I am fascinated by escalation in conflict. Roy Bauermeister’s book on ‘Evil: Inside Human Violence and Cruelty’ cites I recall some experiments in which identical minor negative actions done to one or by one are evaluated differently. (This is Roy:)

Specifically, they found that we overrate the negative impact of what is done to us, and underrate the negative impact of what we do to others. And, of course, we may also think that what we did negatively was accidental or unintended, and what they did was deliberate. This sets the scene for escalation: I do action A and see it as no big deal. The other side sees it as a bigger deal and responds proportionately to the bigger deal. We now see their reaction as disproportionate and react accordingly and so on, and before you know it you are in Rwanda.

Think about the last time someone offended you and thought it was no big deal, but didn’t see that you thought it was or vice versa. I guess it takes a special form of empathy to get it about right. Or as our correspondent Victor puts it: some Christian turning of the other cheek to stop the cycle of escalation. (See Matthew Chapter 5 verse 39.)

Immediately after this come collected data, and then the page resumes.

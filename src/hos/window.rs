//! The 14-hour duty window as a tagged variant rather than a nullable
//! timestamp.

use chrono::NaiveDateTime;

use crate::rules::MAX_WINDOW;

/// Whether the simulator's 14-hour duty window is currently open, and since
/// when.
///
/// The window opens on the first on-duty event of a shift and closes only on
/// a 10-hour rest or a 34-hour restart. Modeling it as two variants instead
/// of an `Option<NaiveDateTime>` with implicit "unset" semantics keeps the
/// open/closed transition explicit at every call site.
///
/// # Examples
///
/// ```
/// use chrono::NaiveDate;
/// use eld_trip_planner::hos::window::DutyWindow;
///
/// let t0 = NaiveDate::from_ymd_opt(2025, 1, 1).unwrap().and_hms_opt(6, 0, 0).unwrap();
/// let mut window = DutyWindow::Closed;
/// assert_eq!(window.minutes_left(t0), 840);
///
/// window.open_if_closed(t0);
/// let later = t0 + chrono::Duration::hours(2);
/// assert_eq!(window.minutes_left(later), 720);
/// ```
#[derive(Debug, Clone, Copy, PartialEq, Eq)]
pub enum DutyWindow {
    /// The window has not yet opened this shift.
    Closed,
    /// The window opened at the given timestamp.
    Open(NaiveDateTime),
}

impl DutyWindow {
    /// Opens the window at `now` if it is currently closed; a no-op if
    /// already open.
    pub fn open_if_closed(&mut self, now: NaiveDateTime) {
        if matches!(self, Self::Closed) {
            *self = Self::Open(now);
        }
    }

    /// Minutes remaining in the 14-hour window as of `now`, clamped to `>= 0`.
    /// Returns the full [`MAX_WINDOW`] while the window is closed.
    pub fn minutes_left(&self, now: NaiveDateTime) -> i64 {
        match self {
            Self::Closed => MAX_WINDOW,
            Self::Open(start) => {
                let elapsed = (now - *start).num_minutes();
                (MAX_WINDOW - elapsed).max(0)
            }
        }
    }

    /// Closes the window, discarding its start time.
    pub fn close(&mut self) {
        *self = Self::Closed;
    }
}
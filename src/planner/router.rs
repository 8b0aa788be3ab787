//! Routing collaborator: calculates driving distance, duration, and road
//! geometry between two coordinate pairs via OpenRouteService (ORS).

use async_trait::async_trait;
use serde::{Deserialize, Serialize};

use super::types::{RouteLeg, RoutingError};

const ORS_DIRECTIONS_URL: &str = "https://api.openrouteservice.org/v2/directions/driving-hgv";
const METERS_TO_MILES: f64 = 0.000_621_371;

/// Computes a driving route between two `(lat, lng)` points.
///
/// A trait object so the orchestrator and its tests can swap in a
/// deterministic fake without performing network I/O.
#[async_trait]
pub trait Router: Send + Sync {
    async fn route(
        &self,
        origin: (f64, f64),
        destination: (f64, f64),
    ) -> Result<RouteLeg, RoutingError>;
}

#[derive(Serialize)]
struct OrsRequestBody {
    coordinates: [[f64; 2]; 2],
}

#[derive(Debug, Deserialize)]
struct OrsResponse {
    routes: Vec<OrsRoute>,
}

#[derive(Debug, Deserialize)]
struct OrsRoute {
    summary: OrsSummary,
    geometry: Option<String>,
}

#[derive(Debug, Deserialize)]
struct OrsSummary {
    distance: f64,
    duration: f64,
}

/// OpenRouteService-backed [`Router`]. Requires an API key; see
/// [`crate::config::AppConfig::ors_api_key`].
pub struct OpenRouteServiceRouter {
    client: reqwest::Client,
    api_key: Option<String>,
}

impl OpenRouteServiceRouter {
    /// Builds a router using `api_key` for every request. `None` causes
    /// every call to fail with [`RoutingError::Unauthorized`] without
    /// making a network request.
    pub fn new(api_key: Option<String>) -> Self {
        Self {
            client: reqwest::Client::new(),
            api_key,
        }
    }
}

#[async_trait]
impl Router for OpenRouteServiceRouter {
    async fn route(
        &self,
        origin: (f64, f64),
        destination: (f64, f64),
    ) -> Result<RouteLeg, RoutingError> {
        let api_key = self.api_key.as_deref().ok_or(RoutingError::Unauthorized)?;

        // ORS expects coordinates as [longitude, latitude].
        let body = OrsRequestBody {
            coordinates: [[origin.1, origin.0], [destination.1, destination.0]],
        };

        let response = self
            .client
            .post(ORS_DIRECTIONS_URL)
            .header("Authorization", api_key)
            .header("Content-Type", "application/json; charset=utf-8")
            .header("Accept", "application/json, application/geo+json")
            .json(&body)
            .send()
            .await
            .map_err(|e| RoutingError::Provider(e.to_string()))?;

        let status = response.status();
        if status == reqwest::StatusCode::UNAUTHORIZED || status == reqwest::StatusCode::FORBIDDEN
        {
            return Err(RoutingError::Unauthorized);
        }
        if status == reqwest::StatusCode::TOO_MANY_REQUESTS {
            return Err(RoutingError::Quota);
        }
        if !status.is_success() {
            return Err(RoutingError::Provider(format!("status {status}")));
        }

        let data: OrsResponse = response
            .json()
            .await
            .map_err(|e| RoutingError::Provider(e.to_string()))?;

        let leg = build_route_leg(data)?;
        tracing::info!(
            distance_miles = leg.distance_miles,
            duration_minutes = leg.duration_minutes,
            geometry_points = leg.geometry.len(),
            "route calculated"
        );
        Ok(leg)
    }
}

/// Extracts a [`RouteLeg`] from the decoded ORS response, separated out so
/// it can be unit-tested without network I/O.
fn build_route_leg(data: OrsResponse) -> Result<RouteLeg, RoutingError> {
    let route = data.routes.into_iter().next().ok_or(RoutingError::NoRoute)?;

    let distance_miles = round1(route.summary.distance * METERS_TO_MILES);
    let duration_minutes = round1(route.summary.duration / 60.0);
    let geometry = route
        .geometry
        .map(|g| decode_polyline(&g))
        .unwrap_or_default();

    Ok(RouteLeg {
        distance_miles,
        duration_minutes,
        geometry,
    })
}

fn round1(x: f64) -> f64 {
    (x * 10.0).round() / 10.0
}

/// Decodes a Google-encoded polyline string (precision 5, ORS's default
/// encoding) into `[lat, lng]` pairs.
pub fn decode_polyline(encoded: &str) -> Vec<[f64; 2]> {
    let bytes = encoded.as_bytes();
    let mut points = Vec::new();
    let mut index = 0usize;
    let mut lat: i64 = 0;
    let mut lng: i64 = 0;

    while index < bytes.len() {
        let (dlat, next) = decode_value(bytes, index);
        index = next;
        lat += dlat;

        let (dlng, next) = decode_value(bytes, index);
        index = next;
        lng += dlng;

        points.push([lat as f64 / 1e5, lng as f64 / 1e5]);
    }

    points
}

/// Decodes one variable-length, zigzag-encoded signed value starting at
/// `index`. Returns the decoded delta and the index just past it.
fn decode_value(bytes: &[u8], mut index: usize) -> (i64, usize) {
    let mut shift = 0;
    let mut result: i64 = 0;

    loop {
        let byte = bytes[index] as i64 - 63;
        index += 1;
        result |= (byte & 0x1f) << shift;
        shift += 5;
        if byte < 0x20 {
            break;
        }
    }

    let delta = if result & 1 != 0 { !(result >> 1) } else { result >> 1 };
    (delta, index)
}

Bauermeister also shows that almost all really big mass killing is not mainly the result of sadism or psychopathology, (though both may be present in the execution), but of defensiveness and/or idealism, whoever warped. Hence Hitler, hence Stalin, hence Mao, and hence Pol Pot. Preserve us from the idealists.

Pol Pot:

About creativeconflictwisdom

I spent 32 years in a Fortune Five company working on conflict: organizational, labor relations and senior management. I have consulted in a dozen different business sectors and the US Military. I work with a local environmental non profit. I have written a book on the neuroscience of conflict, and its implications for conflict handling called Creative Conflict Wisdom (forthcoming).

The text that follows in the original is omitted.